Show HN: MAME-PSGS – A MAME's GLSL Shader capable of color palette customization - mgzme
https://github.com/mgzme/MAME-PSGS
======
Jyaif
Wow, that dither function!

float dither_matrix (float x, float y) { return
mix(mix(mix(mix(mix(mix(0.0,32.0,step(1.0,y)),mix(8.0,40.0,step(3.0,y)),step(2.0,y)),mix(mix(2.0,34.0,step(5.0,y)),mix(10.0,42.0,step(7.0,y)),step(6.0,y)),step(4.0,y)),mix(mix(mix(48.0,16.0,step(1.0,y)),mix(56.0,24.0,step(3.0,y)),step(2.0,y)),mix(mix(50.0,18.0,step(5.0,y)),mix(58.0,26.0,step(7.0,y)),step(6.0,y)),step(4.0,y)),step(1.0,x)),mix(mix(mix(mix(12.0,44.0,step(1.0,y)),mix(4.0,36.0,step(3.0,y)),step(2.0,y)),mix(mix(14.0,46.0,step(5.0,y)),mix(6.0,38.0,step(7.0,y)),step(6.0,y)),step(4.0,y)),mix(mix(mix(60.0,28.0,step(1.0,y)),mix(52.0,20.0,step(3.0,y)),step(2.0,y)),mix(mix(62.0,30.0,step(5.0,y)),mix(54.0,22.0,step(7.0,y)),step(6.0,y)),step(4.0,y)),step(3.0,x)),step(2.0,x)),mix(mix(mix(mix(mix(3.0,35.0,step(1.0,y)),mix(11.0,43.0,step(3.0,y)),step(2.0,y)),mix(mix(1.0,33.0,step(5.0,y)),mix(9.0,41.0,step(7.0,y)),step(6.0,y)),step(4.0,y)),mix(mix(mix(51.0,19.0,step(1.0,y)),mix(59.0,27.0,step(3.0,y)),step(2.0,y)),mix(mix(49.0,17.0,step(5.0,y)),mix(57.0,25.0,step(7.0,y)),step(6.0,y)),step(4.0,y)),step(5.0,x)),mix(mix(mix(mix(15.0,47.0,step(1.0,y)),mix(7.0,39.0,step(3.0,y)),step(2.0,y)),mix(mix(13.0,45.0,step(5.0,y)),mix(5.0,37.0,step(7.0,y)),step(6.0,y)),step(4.0,y)),mix(mix(mix(63.0,31.0,step(1.0,y)),mix(55.0,23.0,step(3.0,y)),step(2.0,y)),mix(mix(61.0,29.0,step(5.0,y)),mix(53.0,21.0,step(7.0,y)),step(6.0,y)),step(4.0,y)),step(7.0,x)),step(6.0,x)),step(4.0,x));
}

What exactly is it doing? There must be a faster way to do it!

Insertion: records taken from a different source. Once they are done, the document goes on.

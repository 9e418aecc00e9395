//! EcoChain client core.
//!
//! Session bootstrap and role resolution over a remote backend actor, an
//! observable session store with a persisted subset, role gating, and typed
//! data/governance calls. Presentation layers (the `ecochain` CLI here) read
//! the store and call into `bootstrap::SessionBootstrap`.

pub mod error;
pub mod config;
pub mod identity;
pub mod actor;
pub mod session;
pub mod bootstrap;
pub mod services;
pub mod cli;

pub use bootstrap::{Resolution, SessionBootstrap};
pub use error::{ClientError, ClientResult, OpResult};
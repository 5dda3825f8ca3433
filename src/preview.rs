//! Preview widgets and the single mount point they live in.

use crate::format::escape_html;
use crate::mime::{DecodedBody, KeyValue, ListItem};

/// Column definition of a [`Table`].
#[derive(Debug, Clone, PartialEq, Eq)]
pub struct Column {
    /// Row field shown in this column: `id` or `value`.
    pub field: &'static str,
    pub label: &'static str,
    pub width: Option<&'static str>,
}

impl Column {
    pub const fn new(field: &'static str, label: &'static str) -> Self {
        Self {
            field,
            label,
            width: None,
        }
    }

    pub fn with_width(mut self, width: &'static str) -> Self {
        self.width = Some(width);
        self
    }
}

#[derive(Debug, Clone, PartialEq, Eq)]
pub struct Row {
    pub id: String,
    pub value: String,
}

/// Tabular rendering independent of any widget toolkit.
#[derive(Debug, Clone, PartialEq, Eq)]
pub struct Table {
    pub columns: Vec<Column>,
    pub rows: Vec<Row>,
}

impl Table {
    pub fn new(columns: Vec<Column>, rows: Vec<Row>) -> Self {
        Self { columns, rows }
    }

    /// Single `Item` column; row ids are element indices.
    pub fn item_list(items: Vec<ListItem>) -> Self {
        let rows = items
            .into_iter()
            .map(|item| Row {
                id: item.index.to_string(),
                value: item.value,
            })
            .collect();
        Self::new(vec![Column::new("value", "Item")], rows)
    }

    /// `Key` and `Value` columns.
    pub fn key_value(entries: Vec<KeyValue>) -> Self {
        let rows = entries
            .into_iter()
            .map(|entry| Row {
                id: entry.key,
                value: entry.value,
            })
            .collect();
        Self::new(
            vec![Column::new("id", "Key"), Column::new("value", "Value")],
            rows,
        )
    }

    pub fn cell<'a>(&self, row: &'a Row, column: &Column) -> &'a str {
        match column.field {
            "id" => &row.id,
            _ => &row.value,
        }
    }

    /// HTML rendering with every cell escaped.
    pub fn to_html(&self) -> String {
        let mut html = String::from("<table style='border: 1pt'><tr>");
        for column in &self.columns {
            match column.width {
                Some(width) => html.push_str(&format!(
                    "<th style='width: {width}; font-weight: bold'>"
                )),
                None => html.push_str("<th style='font-weight: bold'>"),
            }
            html.push_str(&escape_html(column.label));
            html.push_str("</th>");
        }
        html.push_str("</tr>");
        for row in &self.rows {
            html.push_str("<tr>");
            for column in &self.columns {
                html.push_str("<td>");
                html.push_str(&escape_html(self.cell(row, column)));
                html.push_str("</td>");
            }
            html.push_str("</tr>");
        }
        html.push_str("</table>");
        html
    }
}

/// Read-only text area for plain-text bodies.
#[derive(Debug, Clone, PartialEq, Eq)]
pub struct TextArea {
    pub value: String,
    pub rows: u32,
    pub read_only: bool,
}

#[derive(Debug, Clone, PartialEq, Eq)]
pub enum PreviewWidget {
    Text(TextArea),
    Table(Table),
}

#[derive(Debug, Clone, Copy, PartialEq, Eq)]
pub enum DisplayKind {
    PlainText,
    ItemList,
    KeyValueTable,
}

/// `showing the first N of M bytes` / `showing all M bytes`.
pub fn preview_notice(limit: u64, total_bytes: u64) -> String {
    if limit < total_bytes {
        format!("showing the first {limit} of {total_bytes} bytes")
    } else {
        format!("showing all {total_bytes} bytes")
    }
}

/// A decoded preview ready to mount.
#[derive(Debug, Clone, PartialEq, Eq)]
pub struct ContentPreview {
    pub kind: DisplayKind,
    pub widget: PreviewWidget,
    pub truncated: bool,
    pub shown_bytes: u64,
    pub total_bytes: u64,
}

impl ContentPreview {
    pub fn new(decoded: DecodedBody, limit: usize, total_bytes: u64, text_rows: u32) -> Self {
        let shown_bytes = total_bytes.min(limit as u64);
        let (kind, widget) = match decoded {
            DecodedBody::PlainText(value) => (
                DisplayKind::PlainText,
                PreviewWidget::Text(TextArea {
                    value,
                    rows: text_rows,
                    read_only: true,
                }),
            ),
            DecodedBody::ItemList(items) => {
                (DisplayKind::ItemList, PreviewWidget::Table(Table::item_list(items)))
            }
            DecodedBody::KeyValueTable(entries) => (
                DisplayKind::KeyValueTable,
                PreviewWidget::Table(Table::key_value(entries)),
            ),
        };
        Self {
            kind,
            widget,
            truncated: shown_bytes < total_bytes,
            shown_bytes,
            total_bytes,
        }
    }

    /// Table rows, or nothing for text previews.
    pub fn rows(&self) -> &[Row] {
        match &self.widget {
            PreviewWidget::Table(table) => table.rows.as_slice(),
            PreviewWidget::Text(_) => &[],
        }
    }

    pub fn notice(&self) -> String {
        preview_notice(self.shown_bytes, self.total_bytes)
    }
}

#[derive(Debug, Clone, Copy, PartialEq, Eq, Hash)]
pub struct WidgetId(u64);

#[derive(Debug, Clone, PartialEq, Eq)]
pub struct MountedPreview {
    pub id: WidgetId,
    pub preview: ContentPreview,
}

/// The preview pane's only mount point. At most one widget is mounted; the
/// previous one is disposed before a new one goes in.
#[derive(Debug, Default)]
pub struct PreviewMount {
    mounted: Option<MountedPreview>,
    next_id: u64,
    disposed: u64,
}

impl PreviewMount {
    pub fn current(&self) -> Option<&MountedPreview> {
        self.mounted.as_ref()
    }

    /// Number of widgets disposed over the mount's lifetime.
    pub fn disposed_count(&self) -> u64 {
        self.disposed
    }

    pub(crate) fn mount(&mut self, preview: ContentPreview) -> WidgetId {
        self.dispose();
        self.next_id += 1;
        let id = WidgetId(self.next_id);
        log::debug!("Mounting {:?} preview as widget {}", preview.kind, self.next_id);
        self.mounted = Some(MountedPreview { id, preview });
        id
    }

    pub(crate) fn dispose(&mut self) -> Option<WidgetId> {
        let old = self.mounted.take()?;
        self.disposed += 1;
        log::debug!("Disposed preview widget {}", old.id.0);
        Some(old.id)
    }
}
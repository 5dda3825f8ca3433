//! Content decoding for the inline preview.
//!
//! Decoding only ever sees the already-limited body; byte accounting is the
//! caller's job.

use serde_json::{Map, Value};

use crate::error::DecodeError;

pub const AMQP_LIST: &str = "amqp/list";
pub const AMQP_MAP: &str = "amqp/map";
pub const JMS_MAP_MESSAGE: &str = "jms/map-message";

/// One element of a decoded list body.
#[derive(Debug, Clone, PartialEq, Eq)]
pub struct ListItem {
    pub index: usize,
    pub value: String,
}

/// One entry of a decoded map body.
#[derive(Debug, Clone, PartialEq, Eq)]
pub struct KeyValue {
    pub key: String,
    pub value: String,
}

/// A body in renderable form.
#[derive(Debug, Clone, PartialEq, Eq)]
pub enum DecodedBody {
    PlainText(String),
    ItemList(Vec<ListItem>),
    KeyValueTable(Vec<KeyValue>),
}

/// Case-sensitive, like the broker's own type names: `TEXT/plain` is not text.
fn is_text(mime_type: &str) -> bool {
    mime_type.starts_with("text/")
}

fn is_map(mime_type: &str) -> bool {
    mime_type == AMQP_MAP || mime_type == JMS_MAP_MESSAGE
}

/// Whether a message of this type gets an inline preview at all.
pub fn is_previewable(mime_type: Option<&str>) -> bool {
    match mime_type {
        Some(m) => is_text(m) || m == AMQP_LIST || is_map(m),
        None => false,
    }
}

/// Decode a (possibly truncated) body according to its mime type.
pub fn decode(mime_type: &str, raw: &[u8]) -> Result<DecodedBody, DecodeError> {
    if is_text(mime_type) {
        return Ok(DecodedBody::PlainText(
            String::from_utf8_lossy(raw).into_owned(),
        ));
    }
    if mime_type == AMQP_LIST {
        let Value::Array(items) = parse(mime_type, raw)? else {
            return Err(DecodeError::UnexpectedShape {
                mime_type: mime_type.to_string(),
                expected: "array",
            });
        };
        let rows = items
            .iter()
            .enumerate()
            .map(|(index, item)| ListItem {
                index,
                value: stringify(item),
            })
            .collect();
        return Ok(DecodedBody::ItemList(rows));
    }
    if is_map(mime_type) {
        let Value::Object(entries) = parse(mime_type, raw)? else {
            return Err(DecodeError::UnexpectedShape {
                mime_type: mime_type.to_string(),
                expected: "object",
            });
        };
        let rows = enumeration_order(&entries)
            .into_iter()
            .map(|(key, value)| KeyValue {
                key: key.to_string(),
                value: stringify(value),
            })
            .collect();
        return Ok(DecodedBody::KeyValueTable(rows));
    }
    Err(DecodeError::UnsupportedFormat(mime_type.to_string()))
}

/// Like [`decode`], but structured bodies that fail to parse (typically
/// because the preview cut them short) are shown as raw text.
pub fn decode_or_text(mime_type: &str, raw: &[u8]) -> Result<DecodedBody, DecodeError> {
    match decode(mime_type, raw) {
        Err(e @ (DecodeError::Malformed { .. } | DecodeError::UnexpectedShape { .. })) => {
            log::warn!("Showing preview as text: {e}");
            Ok(DecodedBody::PlainText(
                String::from_utf8_lossy(raw).into_owned(),
            ))
        }
        other => other,
    }
}

/// Entries in the order a console script enumerates an object: array index
/// keys first in ascending numeric order, then every other key in document
/// order.
pub fn enumeration_order(map: &Map<String, Value>) -> Vec<(&str, &Value)> {
    let (mut indexed, named): (Vec<_>, Vec<_>) = map
        .iter()
        .map(|(key, value)| (array_index(key), key.as_str(), value))
        .partition(|(index, ..)| index.is_some());
    indexed.sort_by_key(|(index, ..)| *index);
    indexed
        .into_iter()
        .chain(named)
        .map(|(_, key, value)| (key, value))
        .collect()
}

/// Canonical array index: decimal, no sign or leading zeros, below 2^32 - 1.
fn array_index(key: &str) -> Option<u32> {
    let index: u32 = key.parse().ok()?;
    (index != u32::MAX && index.to_string() == key).then_some(index)
}

fn parse(mime_type: &str, raw: &[u8]) -> Result<Value, DecodeError> {
    serde_json::from_slice(raw).map_err(|source| DecodeError::Malformed {
        mime_type: mime_type.to_string(),
        source,
    })
}

/// Compact JSON rendering, so nested values stay inspectable.
fn stringify(value: &Value) -> String {
    value.to_string()
}

#[cfg(test)]
mod tests {
    use super::*;

    const FIXTURE_MAP: &str = include_str!("../tests/fixtures/map_message.json");

    // ── eligibility ──────────────────────────────────────────────

    #[test]
    fn recognised_types_are_previewable() {
        assert!(is_previewable(Some("text/plain")));
        assert!(is_previewable(Some("text/xml")));
        assert!(is_previewable(Some("amqp/list")));
        assert!(is_previewable(Some("amqp/map")));
        assert!(is_previewable(Some("jms/map-message")));
    }

    #[test]
    fn other_types_are_not_previewable() {
        assert!(!is_previewable(None));
        assert!(!is_previewable(Some("application/octet-stream")));
        assert!(!is_previewable(Some("application/json")));
        assert!(!is_previewable(Some("text")));
        assert!(!is_previewable(Some("TEXT/html")));
        assert!(!is_previewable(Some("jms/stream-message")));
    }

    // ── decode ───────────────────────────────────────────────────

    #[test]
    fn text_is_passed_through() {
        let decoded = decode("text/plain", b"Hello <b>world</b>").unwrap();
        assert_eq!(decoded, DecodedBody::PlainText("Hello <b>world</b>".into()));
    }

    #[test]
    fn text_cut_mid_character_is_lossy() {
        let bytes = "héllo".as_bytes();
        let decoded = decode("text/plain", &bytes[..2]).unwrap();
        assert_eq!(decoded, DecodedBody::PlainText("h\u{FFFD}".into()));
    }

    #[test]
    fn list_rows_keep_order() {
        let decoded = decode(AMQP_LIST, b"[1,2,3]").unwrap();
        assert_eq!(
            decoded,
            DecodedBody::ItemList(vec![
                ListItem { index: 0, value: "1".into() },
                ListItem { index: 1, value: "2".into() },
                ListItem { index: 2, value: "3".into() },
            ])
        );
    }

    #[test]
    fn list_elements_are_serialized_structurally() {
        let decoded = decode(AMQP_LIST, br#"["a", {"x": [1, null]}, true]"#).unwrap();
        let DecodedBody::ItemList(rows) = decoded else {
            panic!("expected a list");
        };
        let values: Vec<_> = rows.iter().map(|r| r.value.as_str()).collect();
        assert_eq!(values, vec![r#""a""#, r#"{"x":[1,null]}"#, "true"]);
    }

    #[test]
    fn map_rows_follow_enumeration_order() {
        let decoded = decode(AMQP_MAP, br#"{"a":1,"b":2}"#).unwrap();
        assert_eq!(
            decoded,
            DecodedBody::KeyValueTable(vec![
                KeyValue { key: "a".into(), value: "1".into() },
                KeyValue { key: "b".into(), value: "2".into() },
            ])
        );
    }

    #[test]
    fn map_message_fixture() {
        let DecodedBody::KeyValueTable(rows) = decode(JMS_MAP_MESSAGE, FIXTURE_MAP.as_bytes()).unwrap() else {
            panic!("expected a table");
        };
        let keys: Vec<_> = rows.iter().map(|r| r.key.as_str()).collect();
        assert_eq!(keys, vec!["10", "zeta", "alpha", "nested"]);
        assert_eq!(rows[0].value, "true");
        assert_eq!(rows[2].value, r#""two""#);
        assert_eq!(rows[3].value, r#"{"b":[1,2],"a":null}"#);
    }

    #[test]
    fn index_keys_enumerate_first_in_numeric_order() {
        let decoded = decode(AMQP_MAP, br#"{"b":1,"2":2,"a":3,"1":4}"#).unwrap();
        let DecodedBody::KeyValueTable(rows) = decoded else {
            panic!("expected a table");
        };
        let keys: Vec<_> = rows.iter().map(|r| r.key.as_str()).collect();
        assert_eq!(keys, vec!["1", "2", "b", "a"]);
        assert_eq!(rows[0].value, "4");
    }

    #[test]
    fn non_canonical_numbers_keep_document_order() {
        let map: Map<String, Value> =
            serde_json::from_str(r#"{"010":1,"-1":2,"+3":3,"4294967295":4,"4294967294":5,"20":6,"3":7}"#).unwrap();
        let keys: Vec<_> = enumeration_order(&map).into_iter().map(|(k, _)| k).collect();
        assert_eq!(keys, vec!["3", "20", "4294967294", "010", "-1", "+3", "4294967295"]);
    }

    #[test]
    fn wrong_shape_is_rejected() {
        assert!(matches!(
            decode(AMQP_LIST, br#"{"a":1}"#),
            Err(DecodeError::UnexpectedShape { expected: "array", .. })
        ));
        assert!(matches!(
            decode(AMQP_MAP, b"[1]"),
            Err(DecodeError::UnexpectedShape { expected: "object", .. })
        ));
    }

    #[test]
    fn truncated_json_is_malformed() {
        assert!(matches!(
            decode(AMQP_LIST, b"[1,2,"),
            Err(DecodeError::Malformed { .. })
        ));
    }

    #[test]
    fn unsupported_types_are_reported() {
        assert!(matches!(
            decode("application/octet-stream", b"\x00\x01"),
            Err(DecodeError::UnsupportedFormat(_))
        ));
    }

    // ── decode_or_text ───────────────────────────────────────────

    #[test]
    fn truncated_structure_falls_back_to_text() {
        let decoded = decode_or_text(AMQP_MAP, br#"{"a":1,"b""#).unwrap();
        assert_eq!(decoded, DecodedBody::PlainText(r#"{"a":1,"b""#.into()));
    }

    #[test]
    fn unsupported_types_still_fail() {
        assert!(decode_or_text("image/png", b"").is_err());
    }
}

Same goes for find_closest. Here's an idea: Convert the pixel's RGB value to
HSL. Order the palette's color encoded in HSL by hue. Get the color that has
the nearest hue (in O(1)). Then there are some simple refinement that you can
do later if you have multiple palette colors that have similar hues.